Purchasing Pond Netting. As our customers have often pointed out to us, all pond netting is not the same. In particular, the mesh size varies widely from manufacturer to manufacturer, and sometimes even within the same product line. Fairly coarse netting catches larger leaves fresh off the tree, but shrinking, dried leaves sift right through, along with any smaller leaves and debris. In addition, some coarser nets act as “gill nets”, trapping and killing unfortunate fish that get entangled when the netting droops into the water. Good pond netting will have a mesh of no larger than 1/2″ – 3/8″ is even better. Finer mesh can catch not only leaves, but even some larger seeds like acorns and those Maple tree “helicopters”. Coarser pond nets are more appropriate for helping keep fish from jumping out, but even then the netting needs to be suspended well above the water.
Installing pond netting. The simplest technique is to just lay the netting across the surface of a smaller pond, and stake the perimeter every few feet with tent stakes, clothespins, wire or whatever else your imagination comes up with. If the netting sags into the water, lay pieces of inexpensive PVC pipe across the longer reaches for support. Better yet, build a frame or frames from PVC pipe, attach pond netting with inexpensive cable ties, and lay the frames across the pond to achieve a neater look AND make maintenance easier. The netting should ideally be supported above the water level so that little, if any, of it is in contact with the water. This reduces the risk of fish entanglement, keeps the pond surface free of debris that cuts off surface area, and slows down the leaf decay process.

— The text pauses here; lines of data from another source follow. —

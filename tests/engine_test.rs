//! Tests for the move engine across difficulty levels.

use tictactoe_ai::{
    Board, BoardError, Difficulty, EngineError, MoveResult, Player, Position, RngSource,
    ScriptedRandom, Square, best_move, choose_move, evaluate, minimax, suggest,
};

fn board(s: &str) -> Board {
    s.parse().expect("valid board text")
}

#[test]
fn test_hard_takes_winning_square() {
    let b = board("OO.......");
    let mut rng = ScriptedRandom::new([0]);
    let pos = choose_move(&b, Player::O, Difficulty::Hard, &mut rng).unwrap();
    assert_eq!(pos.to_index(), 2);
}

#[test]
fn test_medium_blocks_immediate_win() {
    let b = board("XX.......");
    let mut rng = ScriptedRandom::new([0]);
    let pos = choose_move(&b, Player::O, Difficulty::Medium, &mut rng).unwrap();
    assert_eq!(pos.to_index(), 2);
}

#[test]
fn test_medium_takes_center_on_empty_board() {
    let mut rng = RngSource::seeded(7);
    let pos = choose_move(&Board::new(), Player::O, Difficulty::Medium, &mut rng).unwrap();
    assert_eq!(pos.to_index(), 4);
}

#[test]
fn test_medium_corner_choice_follows_random_source() {
    let b = board("....X....");
    for (pick, expected) in [(0, 0), (1, 2), (2, 6), (3, 8)] {
        let mut rng = ScriptedRandom::new([pick]);
        let pos = choose_move(&b, Player::O, Difficulty::Medium, &mut rng).unwrap();
        assert_eq!(pos.to_index(), expected);
    }
}

#[test]
fn test_easy_only_picks_empty_squares() {
    let b = board("XO.XO.X.O");
    let mut rng = RngSource::seeded(1234);
    for _ in 0..200 {
        let pos = choose_move(&b, Player::X, Difficulty::Easy, &mut rng).unwrap();
        assert!(b.is_empty(pos), "{} is occupied", pos);
    }
}

#[test]
fn test_easy_with_scripted_source_is_exact() {
    // Empty squares in order: 2, 5, 7.
    let b = board("XO.XO.X.O");
    let mut rng = ScriptedRandom::new([0, 1, 2]);
    let picks: Vec<usize> = (0..3)
        .map(|_| choose_move(&b, Player::X, Difficulty::Easy, &mut rng).unwrap().to_index())
        .collect();
    assert_eq!(picks, [2, 5, 7]);
}

#[test]
fn test_full_board_reports_no_empty_cell() {
    let b = board("XOXOXXOXO");
    let mut rng = ScriptedRandom::new([0]);
    assert_eq!(
        choose_move(&b, Player::X, Difficulty::Hard, &mut rng),
        Err(EngineError::NoEmptyCell)
    );
}

#[test]
fn test_minimax_full_board_without_winner_is_zero() {
    let mut b = board("XOXOXXOXO");
    assert_eq!(minimax(&mut b, 0, true, Player::O), 0);
    assert_eq!(minimax(&mut b, 0, false, Player::O), 0);
}

#[test]
fn test_hard_leaves_input_board_untouched() {
    let cases = ["", "X........", "XO..X....", "XX.OO.X.."];
    for text in cases {
        let b = if text.is_empty() { Board::new() } else { board(text) };
        let before = b.clone();
        let mut rng = ScriptedRandom::new([0]);
        choose_move(&b, b.next_to_move(), Difficulty::Hard, &mut rng).unwrap();
        assert_eq!(b, before);
    }
}

/// Walks every opponent reply, with `hard` answering by full search, and
/// asserts `hard` never loses.
fn assert_hard_never_loses(board: &mut Board, to_move: Player, hard: Player) {
    match evaluate(board) {
        MoveResult::Win { player, .. } => {
            assert_eq!(player, hard, "hard side lost on {}", board);
            return;
        }
        MoveResult::Draw => return,
        MoveResult::NoResult => {}
    }

    if to_move == hard {
        let pos = best_move(board, hard).expect("open board has a move");
        board.set(pos, Square::Occupied(hard));
        assert_hard_never_loses(board, to_move.opponent(), hard);
        board.clear(pos);
    } else {
        for pos in board.empty_positions() {
            board.set(pos, Square::Occupied(to_move));
            assert_hard_never_loses(board, to_move.opponent(), hard);
            board.clear(pos);
        }
    }
}

#[test]
fn test_hard_never_loses_as_second_player() {
    assert_hard_never_loses(&mut Board::new(), Player::X, Player::O);
}

#[test]
fn test_hard_never_loses_as_first_player() {
    assert_hard_never_loses(&mut Board::new(), Player::X, Player::X);
}

/// Like [`assert_hard_never_loses`], but every line must end in a win.
fn assert_hard_always_wins(board: &mut Board, to_move: Player, hard: Player) {
    match evaluate(board) {
        MoveResult::Win { player, .. } => {
            assert_eq!(player, hard, "hard side lost on {}", board);
            return;
        }
        MoveResult::Draw => panic!("hard side let a won position draw: {}", board),
        MoveResult::NoResult => {}
    }

    if to_move == hard {
        let pos = best_move(board, hard).expect("open board has a move");
        board.set(pos, Square::Occupied(hard));
        assert_hard_always_wins(board, to_move.opponent(), hard);
        board.clear(pos);
    } else {
        for pos in board.empty_positions() {
            board.set(pos, Square::Occupied(to_move));
            assert_hard_always_wins(board, to_move.opponent(), hard);
            board.clear(pos);
        }
    }
}

#[test]
fn test_hard_converts_a_forced_win() {
    // O answered a corner opening on an edge, which loses by force.
    let mut b = board("XO.......");
    assert!(minimax(&mut b.clone(), 0, true, Player::X) > 0);
    assert_hard_always_wins(&mut b, Player::X, Player::X);
}

#[test]
fn test_hard_prefers_fastest_win() {
    // X can win now on square 2, or later via other routes.
    let b = board("XX.OO....");
    assert_eq!(best_move(&b, Player::X), Some(Position::TopRight));
}

#[test]
fn test_hard_self_play_is_a_draw() {
    let mut b = Board::new();
    let mut to_move = Player::X;
    while !evaluate(&b).is_terminal() {
        let pos = best_move(&b, to_move).unwrap();
        b.set(pos, Square::Occupied(to_move));
        to_move = to_move.opponent();
    }
    assert_eq!(evaluate(&b), MoveResult::Draw);
}

#[test]
fn test_suggest_infers_side_from_mark_counts() {
    // Two X and one O, so O is due and must block the diagonal at 8.
    let mut rng = ScriptedRandom::new([0]);
    let pos = suggest("XO..X....", None, Difficulty::Medium, &mut rng).unwrap();
    assert_eq!(pos, Position::BottomRight);

    // An explicit side wins over the inferred one: X completes the diagonal.
    let mut rng = ScriptedRandom::new([0]);
    let pos = suggest("XO..X....", Some(Player::X), Difficulty::Medium, &mut rng).unwrap();
    assert_eq!(pos, Position::BottomRight);

    let mut rng = ScriptedRandom::new([0]);
    let pos = suggest("XX.OO....", None, Difficulty::Hard, &mut rng).unwrap();
    assert_eq!(pos, Position::TopRight);
}

#[test]
fn test_suggest_refuses_finished_positions() {
    let mut rng = ScriptedRandom::new([0]);
    let err = suggest("XXXOO....", None, Difficulty::Hard, &mut rng).unwrap_err();
    assert!(matches!(
        err,
        EngineError::GameOver(MoveResult::Win {
            player: Player::X,
            ..
        })
    ));

    let err = suggest("XOXOXXOXO", None, Difficulty::Easy, &mut rng).unwrap_err();
    assert_eq!(err, EngineError::GameOver(MoveResult::Draw));
}

#[test]
fn test_suggest_rejects_bad_boards() {
    let mut rng = ScriptedRandom::new([0]);
    assert_eq!(
        suggest("OO.......", None, Difficulty::Hard, &mut rng),
        Err(EngineError::InvalidBoard(BoardError::MarkCounts { x: 0, o: 2 }))
    );
    assert_eq!(
        suggest("XO", None, Difficulty::Hard, &mut rng),
        Err(EngineError::InvalidBoard(BoardError::WrongLength(2)))
    );
}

Maintenance. Periodically, leaves should be removed from the netting. Otherwise, they’ll begin to crumble and fall into the pond anyway, making the effort a bit pointless. In addition, an accumulation of wet leaves will weigh enough to start tearing the netting or at least stretching it to the point of touching the water. Leaf removal is very easy if you made smaller PVC frames: just flip them over onto the lawn and rake them away. If using the staked method, remove the stakes along one side of the netting, fold it in half, and either flip the leaves out or un-stake the rest and drag it a few feet away and dump. Larger sections of netting, whether framed or not, are best handled by two or more people so as to minimize accidental spillage into the pond.
As a fish deflector. In addition to keeping leaves and other debris out, pond netting can also be used to help keep fish in. New arrivals in particular are often prone to strolling around the patio instead of finding a comfortable place in the pond. We generally keep new arrivals covered for at least the first week. As mentioned earlier, a fairly coarse mesh can be used for this purpose. However, it can’t be coarse enough to let the fish through, or worse yet, halfway through.
As a pest deflector. Pond netting also discourages some pond pests and predators – especially herons and other birds. For this purpose, a smaller mesh and darker color will be more easily seen, so the pests will be less likely to get themselves wrapped up in it.